Не замедлили цыплята закричать за хатою и также не замедлили явиться на столе с парою свежепросольных огурцов к услугам гостя.
— Закушайте, будьте ласкави,— говорила хозяйка, ставя на стол цыплят,— а я тым часом побижу до Домахи, чи не позычу з десять яець, а то в нас, признаться, вси выйшлы.
И она проворно вышла из хаты.
На другой день поутру хозяин нанял ему пару лошадей до станции, а догадливая хозяйка поднесла ему в складне на дорогу пару цыплят жареных,
10 яиц и столько же свежепросольных огурцов. Принимая все это, он спросил, что он им должен за все.
— Та, признаться, нам бы ничего не треба, та думка та, що треба б дытыни чобитки купыть.
Он подал ей полтинник.
— Господь з вамы, та ему и за грывеннычок Вакула пошие.
— Ну, там соби як знаешь,— сказал он и простился со своими гостеприимными земляками.
Переночевал он еще в Губерле (предпоследняя станция перед Орской крепостью), собственно для того, чтобы полюбоваться на другой день губерлинскими горами. На другой день перед вечером он был уже в виду Орской крепости.
Вот как он рассказывает в своей «Мухе» впечатление, произведенное видом этой крепости.

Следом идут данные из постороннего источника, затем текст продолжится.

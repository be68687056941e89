//! `fusion_core` — multi-channel object tracking engine.
//!
//! # Module layout
//! - [`types`]        — IDs, classes, kinematics, shapes, batches, outputs
//! - [`geometry`]     — 2D transforms, footprints, polygon IoU
//! - [`motion_model`] — constant-velocity / CTRV filters behind one enum
//! - [`uncertainty`]  — odometry uncertainty and covariance normalisation
//! - [`gating`]       — per-class-pair gates and the association score
//! - [`association`]  — bipartite graph, connected components, Hungarian solver
//! - [`track`]        — Track struct and phase logic
//! - [`processor`]    — predict / update / spawn / prune
//! - [`input`]        — per-channel buffering and cycle trigger
//! - [`scheduler`]    — publish rate cap and staleness bound
//! - [`transform`]    — frame lookup capability and in-memory buffer
//! - [`engine`]       — orchestrator and output sinks
//! - [`runtime`]      — serialized event loop and clocks
//! - [`config`]       — engine configuration
//! - [`metrics`]      — RMSE, ID-switch, precision/recall

pub mod association;
pub mod config;
pub mod engine;
pub mod error;
pub mod gating;
pub mod geometry;
pub mod input;
pub mod metrics;
pub mod motion_model;
pub mod processor;
pub mod runtime;
pub mod scheduler;
pub mod track;
pub mod transform;
pub mod types;
pub mod uncertainty;

pub use config::{ChannelConfig, EngineConfig};
pub use engine::{CycleStats, MemorySink, ObjectSink, TrackerEngine};
pub use error::{FusionError, Result};
pub use geometry::Transform2D;
pub use track::Track;
pub use transform::{TransformBuffer, TransformProvider};
pub use types::{
    ChannelId, ClassDistribution, DetectedObject, DetectionBatch, Kinematics, ObjectClass,
    Shape, Time, TrackId, TrackPhase, TrackedObject, TrackedObjects,
};
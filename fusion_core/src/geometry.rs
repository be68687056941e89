//! Planar geometry: rigid transforms, object footprints, convex polygon
//! clipping and IoU.
//!
//! # Footprints
//! Every [`Shape`] is reduced to a convex counter-clockwise polygon in the
//! world frame. Cylinders are approximated by a regular polygon with
//! [`CYLINDER_SEGMENTS`] vertices.
//!
//! # Overlap
//! Intersection uses Sutherland–Hodgman clipping of one convex polygon by
//! the other; IoU = |A ∩ B| / (|A| + |B| − |A ∩ B|).

use crate::types::{DetectedObject, Kinematics, PoseCov, Shape};
use nalgebra::{Matrix3, Point2, Rotation2, Vector2};
use serde::{Deserialize, Serialize};
use std::f64::consts::PI;

pub const CYLINDER_SEGMENTS: usize = 12;

/// Wrap an angle to (-π, π].
pub fn normalize_angle(a: f64) -> f64 {
    let wrapped = (a + PI).rem_euclid(2.0 * PI) - PI;
    if wrapped <= -PI {
        wrapped + 2.0 * PI
    } else {
        wrapped
    }
}

/// Smallest absolute difference between two headings, treating `yaw` and
/// `yaw + π` as the same axis. Result lies in [0, π/2].
pub fn axis_angle_diff(a: f64, b: f64) -> f64 {
    let d = normalize_angle(a - b).abs();
    d.min(PI - d)
}

// ---------------------------------------------------------------------------
// Transform2D
// ---------------------------------------------------------------------------

/// Planar rigid transform: maps points in a child frame into the parent frame.
#[derive(Clone, Copy, Debug, Default, PartialEq, Serialize, Deserialize)]
pub struct Transform2D {
    pub x: f64,
    pub y: f64,
    pub yaw: f64,
}

impl Transform2D {
    pub fn new(x: f64, y: f64, yaw: f64) -> Self {
        Self { x, y, yaw }
    }

    pub fn identity() -> Self {
        Self::default()
    }

    pub fn rotation(&self) -> Rotation2<f64> {
        Rotation2::new(self.yaw)
    }

    pub fn apply(&self, p: Point2<f64>) -> Point2<f64> {
        self.rotation() * p + Vector2::new(self.x, self.y)
    }

    /// `self ∘ child`: first apply `child`, then `self`.
    pub fn compose(&self, child: &Transform2D) -> Transform2D {
        let p = self.apply(Point2::new(child.x, child.y));
        Transform2D::new(p.x, p.y, normalize_angle(self.yaw + child.yaw))
    }

    pub fn inverse(&self) -> Transform2D {
        let r_inv = self.rotation().inverse();
        let t = r_inv * Vector2::new(-self.x, -self.y);
        Transform2D::new(t.x, t.y, normalize_angle(-self.yaw))
    }

    /// Linear interpolation between two transforms (`ratio` in [0, 1]).
    pub fn interpolate(&self, other: &Transform2D, ratio: f64) -> Transform2D {
        let dyaw = normalize_angle(other.yaw - self.yaw);
        Transform2D::new(
            self.x + (other.x - self.x) * ratio,
            self.y + (other.y - self.y) * ratio,
            normalize_angle(self.yaw + dyaw * ratio),
        )
    }

    /// Express `kinematics` (given in the child frame) in the parent frame,
    /// rotating the pose covariance accordingly.
    pub fn transform_kinematics(&self, k: &Kinematics) -> Kinematics {
        let p = self.apply(Point2::new(k.x, k.y));
        let (s, c) = self.yaw.sin_cos();
        #[rustfmt::skip]
        let j = Matrix3::new(
            c,  -s,  0.0,
            s,   c,  0.0,
            0.0, 0.0, 1.0,
        );
        let pose_cov: PoseCov = j * k.pose_cov * j.transpose();
        Kinematics {
            x: p.x,
            y: p.y,
            yaw: normalize_angle(k.yaw + self.yaw),
            pose_cov,
            ..k.clone()
        }
    }

    pub fn transform_object(&self, object: &DetectedObject) -> DetectedObject {
        DetectedObject {
            kinematics: self.transform_kinematics(&object.kinematics),
            ..object.clone()
        }
    }
}

// ---------------------------------------------------------------------------
// Footprints
// ---------------------------------------------------------------------------

/// Footprint polygon of `shape` in its own frame (counter-clockwise).
pub fn local_footprint(shape: &Shape) -> Vec<Point2<f64>> {
    match shape {
        Shape::BoundingBox { length, width, .. } => {
            let (hl, hw) = (length / 2.0, width / 2.0);
            vec![
                Point2::new(hl, hw),
                Point2::new(-hl, hw),
                Point2::new(-hl, -hw),
                Point2::new(hl, -hw),
            ]
        }
        Shape::Cylinder { diameter, .. } => {
            let r = diameter / 2.0;
            (0..CYLINDER_SEGMENTS)
                .map(|i| {
                    let a = 2.0 * PI * i as f64 / CYLINDER_SEGMENTS as f64;
                    Point2::new(r * a.cos(), r * a.sin())
                })
                .collect()
        }
        Shape::Polygon { footprint, .. } => {
            let mut pts: Vec<Point2<f64>> =
                footprint.iter().map(|p| Point2::new(p[0], p[1])).collect();
            if signed_area(&pts) < 0.0 {
                pts.reverse();
            }
            pts
        }
    }
}

/// Footprint polygon of `shape` placed at `(x, y, yaw)` in the world frame.
pub fn footprint(shape: &Shape, x: f64, y: f64, yaw: f64) -> Vec<Point2<f64>> {
    let tf = Transform2D::new(x, y, yaw);
    local_footprint(shape).into_iter().map(|p| tf.apply(p)).collect()
}

/// Footprint area in m².
pub fn footprint_area(shape: &Shape) -> f64 {
    match shape {
        Shape::BoundingBox { length, width, .. } => length * width,
        Shape::Cylinder { diameter, .. } => PI * diameter * diameter / 4.0,
        Shape::Polygon { .. } => polygon_area(&local_footprint(shape)),
    }
}

fn signed_area(poly: &[Point2<f64>]) -> f64 {
    if poly.len() < 3 {
        return 0.0;
    }
    let mut acc = 0.0;
    for i in 0..poly.len() {
        let a = poly[i];
        let b = poly[(i + 1) % poly.len()];
        acc += a.x * b.y - b.x * a.y;
    }
    acc / 2.0
}

/// Unsigned shoelace area.
pub fn polygon_area(poly: &[Point2<f64>]) -> f64 {
    signed_area(poly).abs()
}

fn cross(o: Point2<f64>, a: Point2<f64>, b: Point2<f64>) -> f64 {
    (a.x - o.x) * (b.y - o.y) - (a.y - o.y) * (b.x - o.x)
}

fn line_intersection(
    p1: Point2<f64>,
    p2: Point2<f64>,
    q1: Point2<f64>,
    q2: Point2<f64>,
) -> Point2<f64> {
    let r = p2 - p1;
    let s = q2 - q1;
    let denom = r.x * s.y - r.y * s.x;
    if denom.abs() < 1e-12 {
        return p2;
    }
    let t = ((q1.x - p1.x) * s.y - (q1.y - p1.y) * s.x) / denom;
    p1 + r * t
}

/// Intersection of two convex counter-clockwise polygons.
pub fn convex_intersection(subject: &[Point2<f64>], clip: &[Point2<f64>]) -> Vec<Point2<f64>> {
    if subject.len() < 3 || clip.len() < 3 {
        return Vec::new();
    }
    let mut output = subject.to_vec();
    for i in 0..clip.len() {
        if output.is_empty() {
            break;
        }
        let c1 = clip[i];
        let c2 = clip[(i + 1) % clip.len()];
        let input = std::mem::take(&mut output);
        for j in 0..input.len() {
            let cur = input[j];
            let prev = input[(j + input.len() - 1) % input.len()];
            let cur_in = cross(c1, c2, cur) >= 0.0;
            let prev_in = cross(c1, c2, prev) >= 0.0;
            if cur_in {
                if !prev_in {
                    output.push(line_intersection(prev, cur, c1, c2));
                }
                output.push(cur);
            } else if prev_in {
                output.push(line_intersection(prev, cur, c1, c2));
            }
        }
    }
    output
}

/// 2D IoU of two world-frame footprints.
pub fn polygon_iou(a: &[Point2<f64>], b: &[Point2<f64>]) -> f64 {
    let area_a = polygon_area(a);
    let area_b = polygon_area(b);
    if !(area_a > 0.0 && area_b > 0.0) {
        return 0.0;
    }
    let inter = polygon_area(&convex_intersection(a, b));
    let iou = inter / (area_a + area_b - inter);
    if iou.is_finite() {
        iou.clamp(0.0, 1.0)
    } else {
        0.0
    }
}

/// 2D IoU of two placed shapes.
pub fn iou_2d(shape_a: &Shape, pose_a: &Kinematics, shape_b: &Shape, pose_b: &Kinematics) -> f64 {
    let a = footprint(shape_a, pose_a.x, pose_a.y, pose_a.yaw);
    let b = footprint(shape_b, pose_b.x, pose_b.y, pose_b.yaw);
    polygon_iou(&a, &b)
}

/// Offset (world frame) that moves a partially observed box so that its
/// surface facing the ego vehicle coincides with the surface of the larger
/// tracked box. Zero when the measurement is not smaller than the track.
pub fn anchor_offset(
    ego: &Transform2D,
    measured: &Kinematics,
    measured_size: (f64, f64),
    tracked_size: (f64, f64),
) -> Vector2<f64> {
    let object_tf = Transform2D::new(measured.x, measured.y, measured.yaw);
    let ego_local = object_tf.inverse().apply(Point2::new(ego.x, ego.y));
    let (ml, mw) = measured_size;
    let (tl, tw) = tracked_size;
    // push the centre away from the ego along each axis by half the missing extent
    let dl = if tl > ml { -ego_local.x.signum() * (tl - ml) / 2.0 } else { 0.0 };
    let dw = if tw > mw { -ego_local.y.signum() * (tw - mw) / 2.0 } else { 0.0 };
    object_tf.rotation() * Vector2::new(dl, dw)
}

// ---------------------------------------------------------------------------
// Tests
// ---------------------------------------------------------------------------

#[cfg(test)]
mod tests {
    use super::*;
    use approx::assert_abs_diff_eq;

    fn placed(x: f64, y: f64, yaw: f64) -> Kinematics {
        Kinematics::new(x, y, yaw)
    }

    #[test]
    fn normalize_angle_wraps_into_range() {
        assert_abs_diff_eq!(normalize_angle(3.0 * PI), PI, epsilon = 1e-12);
        assert_abs_diff_eq!(normalize_angle(-PI / 2.0 - 2.0 * PI), -PI / 2.0, epsilon = 1e-12);
        assert_abs_diff_eq!(axis_angle_diff(0.1, PI + 0.1), 0.0, epsilon = 1e-12);
    }

    #[test]
    fn compose_with_inverse_is_identity() {
        let tf = Transform2D::new(3.0, -2.0, 0.7);
        let id = tf.compose(&tf.inverse());
        assert_abs_diff_eq!(id.x, 0.0, epsilon = 1e-12);
        assert_abs_diff_eq!(id.y, 0.0, epsilon = 1e-12);
        assert_abs_diff_eq!(id.yaw, 0.0, epsilon = 1e-12);
    }

    #[test]
    fn identical_boxes_have_unit_iou() {
        let s = Shape::bounding_box(4.0, 2.0, 1.5);
        let k = placed(10.0, 5.0, 0.3);
        assert_abs_diff_eq!(iou_2d(&s, &k, &s, &k), 1.0, epsilon = 1e-9);
    }

    #[test]
    fn half_shifted_boxes() {
        // 2×2 squares shifted by 1 m → inter 2, union 6
        let s = Shape::bounding_box(2.0, 2.0, 1.0);
        let iou = iou_2d(&s, &placed(0.0, 0.0, 0.0), &s, &placed(1.0, 0.0, 0.0));
        assert_abs_diff_eq!(iou, 1.0 / 3.0, epsilon = 1e-9);
    }

    #[test]
    fn disjoint_boxes_have_zero_iou() {
        let s = Shape::bounding_box(2.0, 2.0, 1.0);
        let iou = iou_2d(&s, &placed(0.0, 0.0, 0.0), &s, &placed(10.0, 0.0, 0.0));
        assert_eq!(iou, 0.0);
    }

    #[test]
    fn rotated_square_inside_larger_square() {
        let small = Shape::bounding_box(1.0, 1.0, 1.0);
        let big = Shape::bounding_box(4.0, 4.0, 1.0);
        let iou = iou_2d(&small, &placed(0.0, 0.0, PI / 4.0), &big, &placed(0.0, 0.0, 0.0));
        assert_abs_diff_eq!(iou, 1.0 / 16.0, epsilon = 1e-9);
    }

    #[test]
    fn cylinder_area_is_close_to_circle() {
        let s = Shape::Cylinder { diameter: 2.0, height: 1.0 };
        let poly = footprint(&s, 0.0, 0.0, 0.0);
        let exact = footprint_area(&s);
        assert!((polygon_area(&poly) - exact).abs() / exact < 0.05);
    }

    #[test]
    fn anchor_offset_pushes_away_from_ego() {
        // ego behind the object on its -x side: the short measurement sees the rear
        let ego = Transform2D::new(-10.0, 0.0, 0.0);
        let offset = anchor_offset(&ego, &placed(0.0, 0.0, 0.0), (2.0, 2.0), (4.0, 2.0));
        assert_abs_diff_eq!(offset.x, 1.0, epsilon = 1e-12);
        assert_abs_diff_eq!(offset.y, 0.0, epsilon = 1e-12);
    }
}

«29 апреля. До 12 часов я гулял в губерлинской роще и любовался окружающими ее горами, чистой речечкой Губерлей, прорезывающей рощу и извивающейся около самых казачьих хат. Пообедавши остатками подарка моей догадливой землячки, я оставил живописную Губерлю. Несколько часов подымался я извилистой дорогою на губерлинские горы. У памятника, поставленного в горах, на дороге, на память какого-то трагического происшествия, я напился прекраснейшей родниковой воды. Поднявшись на горы, открылась плоская однообразная пустыня, а среди пустыни торчит одинокая будочка и около нее высокий шест, обернутый соломою. Это казачий пикет. Проехавши пикет, я начал спускаться по плоской наклонности к станции Подгорной. Переменивши лошадей, я подымался часа два на плоскую возвышенность. С этой возвышенности открылась мне душу леденящая пустыня. Спустя минуту после тягостного впечатления я стал всматриваться в грустную панораму и заметил посредине ее беленькое пятнышко, обведенное красно-бурою лентою.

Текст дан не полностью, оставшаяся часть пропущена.